End-to-end SQL example with do_transformations_sql and sqlop

import datetime
import sqlite3
import pandas as pd
from graphreduce.graph_reduce import GraphReduce
from graphreduce.node import SQLNode
from graphreduce.models import sqlop
from graphreduce.enum import ComputeLayerEnum, PeriodUnit, SQLOpType

base = "graphreduce/datasets/customers"
conn = sqlite3.connect(":memory:")

# Load csv files into sqlite tables for this example.
pd.read_csv(f"{base}/cust.csv").to_sql("cust", conn, index=False, if_exists="replace")
pd.read_csv(f"{base}/orders.csv").to_sql("orders", conn, index=False, if_exists="replace")
pd.read_csv(f"{base}/order_products.csv").to_sql("order_products", conn, index=False, if_exists="replace")

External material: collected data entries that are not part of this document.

//! Sweep configuration file.
//!
//! The file is TOML. It carries the circuit formula, the step delay, the NTC
//! calibration points and the supply and serial settings. Loading validates
//! everything the core would otherwise only discover mid-run.

use std::fs;
use std::path::{Path, PathBuf};
use std::time::Duration;

use anyhow::{anyhow, bail, Context, Result};
use serde::{Deserialize, Serialize};
use tracing::debug;

use crate::controller::SupplySettings;
use crate::formula::VoltageFormula;
use crate::instrument::SerialSettings;
use crate::logging::LoggingConfig;
use crate::sequencer::RunParameters;
use crate::table::{DuplicatePolicy, ResistanceTable};

/// One calibration point of the NTC curve.
#[derive(Debug, Clone, Copy, PartialEq, Serialize, Deserialize)]
pub struct NtcPoint {
    pub temperature: i32,
    pub resistance: f64,
}

#[derive(Debug, Clone, PartialEq, Serialize, Deserialize)]
pub struct SweepConfig {
    /// Resistance-to-voltage expression over `r`.
    pub circuit: String,
    /// Seconds to hold each step.
    pub delay: f64,
    #[serde(default)]
    pub reject_duplicate_temperatures: bool,
    #[serde(default)]
    pub supply: SupplySettings,
    #[serde(default)]
    pub instrument: SerialSettings,
    #[serde(default)]
    pub logging: LoggingConfig,
    #[serde(default)]
    pub ntc: Vec<NtcPoint>,
}

impl SweepConfig {
    pub const ENV_CONFIG_PATH: &'static str = "NTC_SWEEP_CONFIG";
    pub const DEFAULT_CANDIDATES: [&'static str; 2] = ["ntc_sweep.toml", "config.toml"];

    /// Resolves the config path: explicit path, then `NTC_SWEEP_CONFIG`,
    /// then the first default candidate that exists.
    pub fn locate(explicit: Option<&Path>) -> Result<PathBuf> {
        if let Some(path) = explicit {
            return Ok(path.to_path_buf());
        }
        if let Ok(env_path) = std::env::var(Self::ENV_CONFIG_PATH) {
            if !env_path.trim().is_empty() {
                return Ok(PathBuf::from(env_path));
            }
        }
        Self::DEFAULT_CANDIDATES
            .iter()
            .map(PathBuf::from)
            .find(|candidate| candidate.exists())
            .ok_or_else(|| {
                anyhow!(
                    "no configuration found; pass --config, set {} or create one of {:?}",
                    Self::ENV_CONFIG_PATH,
                    Self::DEFAULT_CANDIDATES
                )
            })
    }

    pub fn from_path<P: AsRef<Path>>(path: P) -> Result<Self> {
        let path = path.as_ref();
        let raw = fs::read_to_string(path)
            .with_context(|| format!("failed to read configuration {}", path.display()))?;
        let config = Self::from_toml_str(&raw)
            .with_context(|| format!("invalid configuration {}", path.display()))?;
        debug!(path = %path.display(), points = config.ntc.len(), "configuration loaded");
        Ok(config)
    }

    pub fn from_toml_str(raw: &str) -> Result<Self> {
        let config: Self = toml::from_str(raw).context("failed to parse TOML")?;
        config.validate()?;
        Ok(config)
    }

    pub fn validate(&self) -> Result<()> {
        if Duration::try_from_secs_f64(self.delay).is_err() {
            bail!(
                "delay must be a finite, non-negative number of seconds (got {})",
                self.delay
            );
        }
        if self.ntc.is_empty() {
            bail!("at least one [[ntc]] calibration point is required");
        }
        if let Some(point) = self
            .ntc
            .iter()
            .find(|p| !p.resistance.is_finite() || p.resistance <= 0.0)
        {
            bail!(
                "resistance for temperature {} must be positive (got {})",
                point.temperature,
                point.resistance
            );
        }
        let supply = &self.supply;
        if !supply.protection_level.is_finite() || supply.protection_level <= 0.0 {
            bail!(
                "supply protection_level must be a positive voltage (got {})",
                supply.protection_level
            );
        }
        if !supply.rail_voltage.is_finite() || supply.rail_voltage <= 0.0 {
            bail!(
                "supply rail_voltage must be a positive voltage (got {})",
                supply.rail_voltage
            );
        }
        // Output 1 would trip its own protection as soon as it is enabled.
        if supply.rail_voltage >= supply.protection_level {
            bail!(
                "supply rail_voltage {} must be below protection_level {}",
                supply.rail_voltage,
                supply.protection_level
            );
        }
        self.formula()?;
        Ok(())
    }

    pub fn formula(&self) -> Result<VoltageFormula> {
        VoltageFormula::parse(&self.circuit)
            .with_context(|| format!("invalid circuit formula '{}'", self.circuit))
    }

    pub fn table(&self) -> Result<ResistanceTable> {
        let policy = if self.reject_duplicate_temperatures {
            DuplicatePolicy::Reject
        } else {
            DuplicatePolicy::Overwrite
        };
        let temperatures: Vec<i32> = self.ntc.iter().map(|p| p.temperature).collect();
        let resistances: Vec<f64> = self.ntc.iter().map(|p| p.resistance).collect();
        Ok(ResistanceTable::with_policy(
            &temperatures,
            &resistances,
            policy,
        )?)
    }

    /// Run parameters for the operator's temperature bounds.
    pub fn run_parameters(
        &self,
        initial_temperature: i32,
        final_temperature: i32,
    ) -> Result<RunParameters> {
        Ok(RunParameters::new(
            initial_temperature,
            final_temperature,
            self.delay,
        )?)
    }
}
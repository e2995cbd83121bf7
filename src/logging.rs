//! Tracing subscriber setup.

use serde::{Deserialize, Serialize};
use tracing_subscriber::filter::EnvFilter;
use tracing_subscriber::fmt;
use tracing_subscriber::layer::{Layer, SubscriberExt};
use tracing_subscriber::util::SubscriberInitExt;

const LOG_ENV: &str = "NTC_SWEEP_LOG";

/// Output format for log events.
#[derive(Debug, Clone, Copy, Default, PartialEq, Eq, Serialize, Deserialize, clap::ValueEnum)]
#[serde(rename_all = "kebab-case")]
pub enum LogFormat {
    /// Human-readable lines with timestamp, source location and level.
    #[default]
    Pretty,
    /// One JSON object per event.
    Json,
}

#[derive(Debug, Clone, Default, PartialEq, Eq, Serialize, Deserialize)]
pub struct LoggingConfig {
    #[serde(default)]
    pub format: LogFormat,
}

fn env_filter() -> EnvFilter {
    // NTC_SWEEP_LOG first, then RUST_LOG, then info.
    match std::env::var(LOG_ENV) {
        Ok(directive) => EnvFilter::try_new(&directive).unwrap_or_else(|err| {
            eprintln!("invalid {} directive ({}); defaulting to info", LOG_ENV, err);
            EnvFilter::new("info")
        }),
        Err(_) => EnvFilter::try_from_default_env().unwrap_or_else(|_| EnvFilter::new("info")),
    }
}

/// Installs the global subscriber. Calling it again is a no-op.
pub fn init(format: LogFormat) {
    let layer = match format {
        LogFormat::Pretty => fmt::layer()
            .with_file(true)
            .with_line_number(true)
            .with_target(false)
            .boxed(),
        LogFormat::Json => fmt::layer().json().with_target(true).boxed(),
    };

    let _ = tracing_subscriber::registry()
        .with(env_filter())
        .with(layer)
        .try_init();
}

#[cfg(test)]
mod tests {
    use super::*;

    #[test]
    fn init_twice_is_harmless() {
        init(LogFormat::Pretty);
        init(LogFormat::Json);
    }

    #[test]
    fn format_names_are_kebab_case() {
        let config: LoggingConfig = toml::from_str("format = \"json\"").unwrap();
        assert_eq!(config.format, LogFormat::Json);
        assert_eq!(LoggingConfig::default().format, LogFormat::Pretty);
    }
}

class OrdersSQLNode(SQLNode):
    def do_reduce(self, reduce_key):
        return [
            sqlop(optype=SQLOpType.aggfunc, opval=f"count(*) as {self.colabbr('id_count')}"),
            sqlop(optype=SQLOpType.aggfunc, opval=f"min({self.colabbr('ts')}) as {self.colabbr('ts_min')}"),
            sqlop(optype=SQLOpType.aggfunc, opval=f"max({self.colabbr('ts')}) as {self.colabbr('ts_max')}"),
            sqlop(optype=SQLOpType.agg, opval=f"{self.colabbr(reduce_key)}"),
        ]

    def do_labels(self, reduce_key):
        return [
            sqlop(optype=SQLOpType.aggfunc, opval=f"count(*) as {self.colabbr('id_label')}"),
            sqlop(optype=SQLOpType.agg, opval=f"{self.colabbr(reduce_key)}"),
        ]


class OrderProductsSQLNode(SQLNode):
    def do_reduce(self, reduce_key):
        return [
            sqlop(optype=SQLOpType.aggfunc, opval=f"count(*) as {self.colabbr('id_count')}"),
            sqlop(optype=SQLOpType.aggfunc, opval=f"count(distinct {self.colabbr('product_id')}) as {self.colabbr('product_id_nunique')}"),
            sqlop(optype=SQLOpType.agg, opval=f"{self.colabbr(reduce_key)}"),
        ]


cust = SQLNode(
    fpath="cust",
    prefix="cu",
    client=conn,
    columns=["id", "name"],
    compute_layer=ComputeLayerEnum.sqlite,
    date_key=None,
)
orders = OrdersSQLNode(
    fpath="orders",
    prefix="ord",
    client=conn,
    columns=["id", "customer_id", "ts"],
    compute_layer=ComputeLayerEnum.sqlite,
    date_key="ts",
)
order_products = OrderProductsSQLNode(
    fpath="order_products",
    prefix="op",
    client=conn,
    columns=["id", "order_id", "product_id"],
    compute_layer=ComputeLayerEnum.sqlite,
    date_key=None,
)

gr = GraphReduce(
    name="customers_auto_fe_sql",
    parent_node=cust,
    compute_layer=ComputeLayerEnum.sqlite,
    sql_client=conn,
    cut_date=datetime.datetime(2023, 9, 1),
    compute_period_val=365,
    compute_period_unit=PeriodUnit.day,
    label_node=orders,
    label_period_val=60,
    label_period_unit=PeriodUnit.day,
    # Optional: collect SQL without executing statements.
    # dry_run=True,
)

for node in [cust, orders, order_products]:
    gr.add_node(node)

gr.add_entity_edge(
    parent_node=cust,
    relation_node=orders,
    parent_key="id",
    relation_key="customer_id",
    reduce=True,
)
gr.add_entity_edge(
    parent_node=orders,
    relation_node=order_products,
    parent_key="id",
    relation_key="order_id",
    reduce=True,
)

# SQL pipeline entrypoint.
gr.do_transformations_sql()

# Generated SQL operations (in execution order).
for stmt in gr.sql_ops:
    if isinstance(stmt, str):
        print(stmt)

# Materialized output at customer grain.
out = cust.get_sample()
print(out.columns)
print(out.head())

What to expect

After execution, gr.parent_node.df is a customer-grain dataset that includes:

  • base customer columns (cu_*)
  • reduced and auto-generated features propagated upward from child tables (ord_*, op_*, notif_*, ni_*)
  • label columns for supervised learning (for example ord_id_label)

This is the typical batch ML/AI output shape: one row per parent entity with historical multi-table features and optional future-looking labels.